Comparison of radial intensity profile of MyBP-C fluorescence from the center of the actin hexagon in active sarcomeres to in silico models with MyBP-C bound to myosin, when myosin is bound to actin. (A) Illustrative representations of MyBP-C bound to myosin, which is attached to actin. (B) Theoretical model generated using the high-resolution cryo-EM structure of myosin (grey and blue) bound to an actin thin filament (green and grey) in rigor (PDB accession no. 5H53). MyBP-C’s C0 domain (orange; from PDB accession no. 6CXI) with an antibody (magenta; PDB accession no. 1IGT) was placed in close proximity to the RLC (blue) attached to myosin heavy chain (grey) based on in vitro structural evidence (Ratti et al., 2011).
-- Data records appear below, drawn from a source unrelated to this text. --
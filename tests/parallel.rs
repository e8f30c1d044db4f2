use std::sync::atomic::{AtomicUsize, Ordering};

use dream_structure::prelude::*;

fn image_with_arrays(ds: &mut DataStructure) -> IdType {
    let g = ds.create_image_geometry("Image", None, [4, 4, 2], [1.0; 3], [0.0; 3]).unwrap();
    let am = ds
        .get_data_as::<ImageGeom>(g)
        .and_then(ImageGeom::cell_data_id)
        .unwrap();
    let n = 32i32;
    ds.insert(
        DataArray::from_vec(vec![2, 4, 4], vec![1], (0..n).collect()).unwrap(),
        "FeatureIds",
        Some(am),
    )
    .unwrap();
    ds.insert(
        DataArray::from_vec(
            vec![2, 4, 4],
            vec![3],
            (0..n * 3).map(|v| v as f32).collect(),
        )
        .unwrap(),
        "EulerAngles",
        Some(am),
    )
    .unwrap();
    ds.insert(
        DataArray::from_vec(vec![2, 4, 4], vec![1], (0..n).map(|v| v % 2 == 0).collect()).unwrap(),
        "Mask",
        Some(am),
    )
    .unwrap();
    g
}

fn cell_array<'a, T: ArrayElement>(ds: &'a DataStructure, geom: IdType, name: &str) -> &'a [T] {
    let path = ds.get_data_paths(geom)[0]
        .create_child_path("Cell Data")
        .and_then(|p| p.create_child_path(name))
        .unwrap();
    ds.get_data_as_by_path::<DataArray<T>>(&path)
        .unwrap()
        .as_slice()
        .unwrap()
}

#[test]
fn serial_and_parallel_crops_agree() {
    let region = CropRegion {
        min: [1, 0, 1],
        max: [3, 2, 1],
    };
    let mut results = Vec::new();
    for opts in [ParallelOptions::serial(), ParallelOptions::default().with_max_threads(3)] {
        let mut ds = DataStructure::new();
        let g = image_with_arrays(&mut ds);
        let c = crop_image_geometry(&mut ds, g, "Cropped", None, region, &opts, &CancelToken::new()).unwrap();
        let img = ds.get_data_as::<ImageGeom>(c).unwrap();
        assert_eq!(img.dimensions(), [3, 3, 1]);
        assert_eq!(img.origin(), [1.0, 0.0, 1.0]);
        results.push((
            cell_array::<i32>(&ds, c, "FeatureIds").to_vec(),
            cell_array::<f32>(&ds, c, "EulerAngles").to_vec(),
            cell_array::<bool>(&ds, c, "Mask").to_vec(),
        ));
    }
    assert_eq!(results[0], results[1]);
    assert_eq!(results[0].0, vec![17, 18, 19, 21, 22, 23, 25, 26, 27]);
    assert_eq!(&results[0].1[..3], &[51.0, 52.0, 53.0]);
}

#[test]
fn resample_to_coarser_grid() {
    let mut ds = DataStructure::new();
    let g = image_with_arrays(&mut ds);
    let r = resample_image_geometry(
        &mut ds,
        g,
        "Coarse",
        None,
        [2, 2, 1],
        &ParallelOptions::default(),
        &CancelToken::new(),
    )
    .unwrap();
    let img = ds.get_data_as::<ImageGeom>(r).unwrap();
    assert_eq!(img.spacing(), [2.0, 2.0, 2.0]);
    assert_eq!(cell_array::<i32>(&ds, r, "FeatureIds"), &[21, 23, 29, 31]);
}

#[test]
fn source_geometry_is_untouched() {
    let mut ds = DataStructure::new();
    let g = image_with_arrays(&mut ds);
    let before: Vec<i32> = cell_array::<i32>(&ds, g, "FeatureIds").to_vec();
    resample_image_geometry(
        &mut ds,
        g,
        "Fine",
        None,
        [8, 8, 4],
        &ParallelOptions::default(),
        &CancelToken::new(),
    )
    .unwrap();
    assert_eq!(cell_array::<i32>(&ds, g, "FeatureIds"), before.as_slice());
    ds.validate_invariants().unwrap();
}

#[test]
fn zero_dimensions_are_rejected() {
    let mut ds = DataStructure::new();
    let g = image_with_arrays(&mut ds);
    let err = resample_image_geometry(
        &mut ds,
        g,
        "Bad",
        None,
        [0, 1, 1],
        &ParallelOptions::serial(),
        &CancelToken::new(),
    )
    .unwrap_err();
    assert_eq!(err, StructureError::InvalidDimensions([0, 1, 1]));
}

#[test]
fn run_tasks_stops_after_cancel() {
    let cancel = CancelToken::new();
    let started = AtomicUsize::new(0);
    let result = run_tasks(&ParallelOptions::serial(), (0..10).collect(), &cancel, |i: usize| {
        started.fetch_add(1, Ordering::SeqCst);
        if i == 3 {
            cancel.cancel();
        }
        Ok(i)
    });
    assert_eq!(result, Err(StructureError::Cancelled));
    assert_eq!(started.load(Ordering::SeqCst), 4);
}

#[test]
fn run_tasks_joins_before_returning() {
    let done = AtomicUsize::new(0);
    let out = run_tasks(
        &ParallelOptions::default(),
        (0..100).collect(),
        &CancelToken::new(),
        |i: u64| {
            done.fetch_add(1, Ordering::SeqCst);
            Ok(i * i)
        },
    )
    .unwrap();
    assert_eq!(done.load(Ordering::SeqCst), 100);
    assert_eq!(out[99], 99 * 99);
}

#[test]
fn parallel_options_serde() {
    let opts = ParallelOptions::default().with_max_threads(0);
    assert_eq!(opts.max_threads, Some(1));
    let json = serde_json::to_string(&opts).unwrap();
    assert_eq!(serde_json::from_str::<ParallelOptions>(&json).unwrap(), opts);
    let region: CropRegion = serde_json::from_str(r#"{"min":[0,0,0],"max":[1,1,0]}"#).unwrap();
    assert_eq!(region.dimensions(), [2, 2, 1]);
}
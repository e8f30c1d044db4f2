//! Closed enumeration of the primitive element types a data array may hold.

use std::fmt;

/// Primitive type tag carried alongside every array's shape.
#[derive(Clone, Copy, Debug, Eq, PartialEq, Hash, PartialOrd, Ord, serde::Serialize, serde::Deserialize)]
pub enum DataType {
    Bool,
    Int8,
    Int16,
    Int32,
    Int64,
    UInt8,
    UInt16,
    UInt32,
    UInt64,
    Float32,
    Float64,
}

impl DataType {
    /// Every tag, in declaration order.
    pub const ALL: [DataType; 11] = [
        DataType::Bool,
        DataType::Int8,
        DataType::Int16,
        DataType::Int32,
        DataType::Int64,
        DataType::UInt8,
        DataType::UInt16,
        DataType::UInt32,
        DataType::UInt64,
        DataType::Float32,
        DataType::Float64,
    ];

    /// Returns a stable string label for the type.
    pub fn as_str(self) -> &'static str {
        match self {
            DataType::Bool => "bool",
            DataType::Int8 => "int8",
            DataType::Int16 => "int16",
            DataType::Int32 => "int32",
            DataType::Int64 => "int64",
            DataType::UInt8 => "uint8",
            DataType::UInt16 => "uint16",
            DataType::UInt32 => "uint32",
            DataType::UInt64 => "uint64",
            DataType::Float32 => "float32",
            DataType::Float64 => "float64",
        }
    }

    /// Parse a type from its string label.
    pub fn parse(tag: &str) -> Option<Self> {
        Self::ALL.into_iter().find(|t| t.as_str() == tag)
    }

    /// Size of one element in bytes (bool is stored as one byte).
    pub fn size_of(self) -> usize {
        match self {
            DataType::Bool | DataType::Int8 | DataType::UInt8 => 1,
            DataType::Int16 | DataType::UInt16 => 2,
            DataType::Int32 | DataType::UInt32 | DataType::Float32 => 4,
            DataType::Int64 | DataType::UInt64 | DataType::Float64 => 8,
        }
    }

    pub fn is_float(self) -> bool {
        matches!(self, DataType::Float32 | DataType::Float64)
    }

    pub fn is_integer(self) -> bool {
        !self.is_float() && self != DataType::Bool
    }

    pub fn is_signed(self) -> bool {
        matches!(
            self,
            DataType::Int8
                | DataType::Int16
                | DataType::Int32
                | DataType::Int64
                | DataType::Float32
                | DataType::Float64
        )
    }
}

impl fmt::Display for DataType {
    fn fmt(&self, f: &mut fmt::Formatter<'_>) -> fmt::Result {
        f.write_str(self.as_str())
    }
}
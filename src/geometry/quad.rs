//! Quadrilateral surface meshes.

use crate::geometry::node_geometry::declare_node_geometry;

declare_node_geometry!(
    /// Four-vertex surface cells, vertices in loop order.
    QuadGeom,
    crate::geometry::topology::QUAD
);

#[cfg(test)]
mod tests {
    use crate::geometry::{FindOptions, GeometryType};
    use crate::structure::DataStructure;

    #[test]
    fn unit_square_area() {
        let mut ds = DataStructure::new();
        let g = ds
            .create_node_geometry(
                GeometryType::Quad,
                "Quad",
                None,
                vec![0.0, 0.0, 0.0, 1.0, 0.0, 0.0, 1.0, 1.0, 0.0, 0.0, 1.0, 0.0],
                vec![0, 1, 2, 3],
            )
            .unwrap();
        ds.find_element_sizes(g, &FindOptions::default()).unwrap();
        let area = ds.element_sizes(g).unwrap().as_slice().unwrap()[0];
        assert!((area - 1.0).abs() < 1e-6);
        ds.find_element_centroids(g, &FindOptions::default()).unwrap();
        assert_eq!(
            ds.element_centroids(g).unwrap().as_slice().unwrap(),
            &[0.5, 0.5, 0.0]
        );
    }

    #[test]
    fn strip_of_two_quads() {
        let mut ds = DataStructure::new();
        let g = ds
            .create_node_geometry(
                GeometryType::Quad,
                "Strip",
                None,
                vec![
                    0.0, 0.0, 0.0, 1.0, 0.0, 0.0, 2.0, 0.0, 0.0, 0.0, 1.0, 0.0, 1.0, 1.0, 0.0,
                    2.0, 1.0, 0.0,
                ],
                vec![0, 1, 4, 3, 1, 2, 5, 4],
            )
            .unwrap();
        let opts = FindOptions::default();
        ds.find_edges(g, &opts).unwrap();
        ds.find_unshared_edges(g, &opts).unwrap();
        ds.find_element_neighbors(g, &opts).unwrap();
        assert_eq!(ds.edges(g).unwrap().number_of_tuples(), 7);
        assert_eq!(ds.unshared_edges(g).unwrap().number_of_tuples(), 6);
        assert_eq!(
            ds.element_neighbors(g).unwrap().element_list(0),
            Some(&[1u64][..])
        );
    }
}
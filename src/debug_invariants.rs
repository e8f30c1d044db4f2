//! Invariant checking for the data model.
//!
//! [`DebugInvariants::validate_invariants`] is always available and reports
//! the first broken rule, e.g. a dangling parent link, an attribute matrix
//! member with the wrong tuple count or a list whose entries overrun their
//! slots. Mutating operations call [`DebugInvariants::debug_assert_invariants`]
//! afterwards, which runs the same checks in debug builds or with the
//! `strict-invariants` feature and panics on failure.

use crate::structure_error::StructureError;

pub trait DebugInvariants {
    /// Label used in failure reports.
    fn invariant_scope(&self) -> &'static str;

    /// First violated invariant, if any.
    fn validate_invariants(&self) -> Result<(), StructureError>;

    fn debug_assert_invariants(&self) {
        crate::debug_invariants!(self.validate_invariants(), self.invariant_scope());
    }
}

/// Panics with `scope` when `check` fails and invariant checking is enabled.
#[macro_export]
macro_rules! debug_invariants {
    ($check:expr, $scope:expr) => {
        #[cfg(any(debug_assertions, feature = "strict-invariants"))]
        if let Err(e) = $check {
            panic!("[invariants] {}: {}", $scope, e);
        }
    };
}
The pink stars indicate the centroid position of the fluorophores attached to the antibody. (C) White areas are target zones for random placement of the fluorophores for when MyBP-C is bound to myosin with myosin bound to actin, as shown in A, for in silico models. (D) Red areas are regions of the image in which fluorophores cannot be randomly placed due to steric exclusion from the myosin and actin filaments. (E) Average in silico reconstructed images generated with a fraction of the fluorophores bound to myosin when myosin is bound to actin and the remaining fluorophores are randomly distributed throughout the image, except for red areas shown in C. Each image is an average of 120 individual simulations. Scale bar, 25 nm. (F) The radial intensity profiles for the position of MyBP-C relative to the center of the average actin hexagon in the active sarcomere and in silico images shown in E; color scheme as in Fig. S6 F. a.u., arbitrary unit.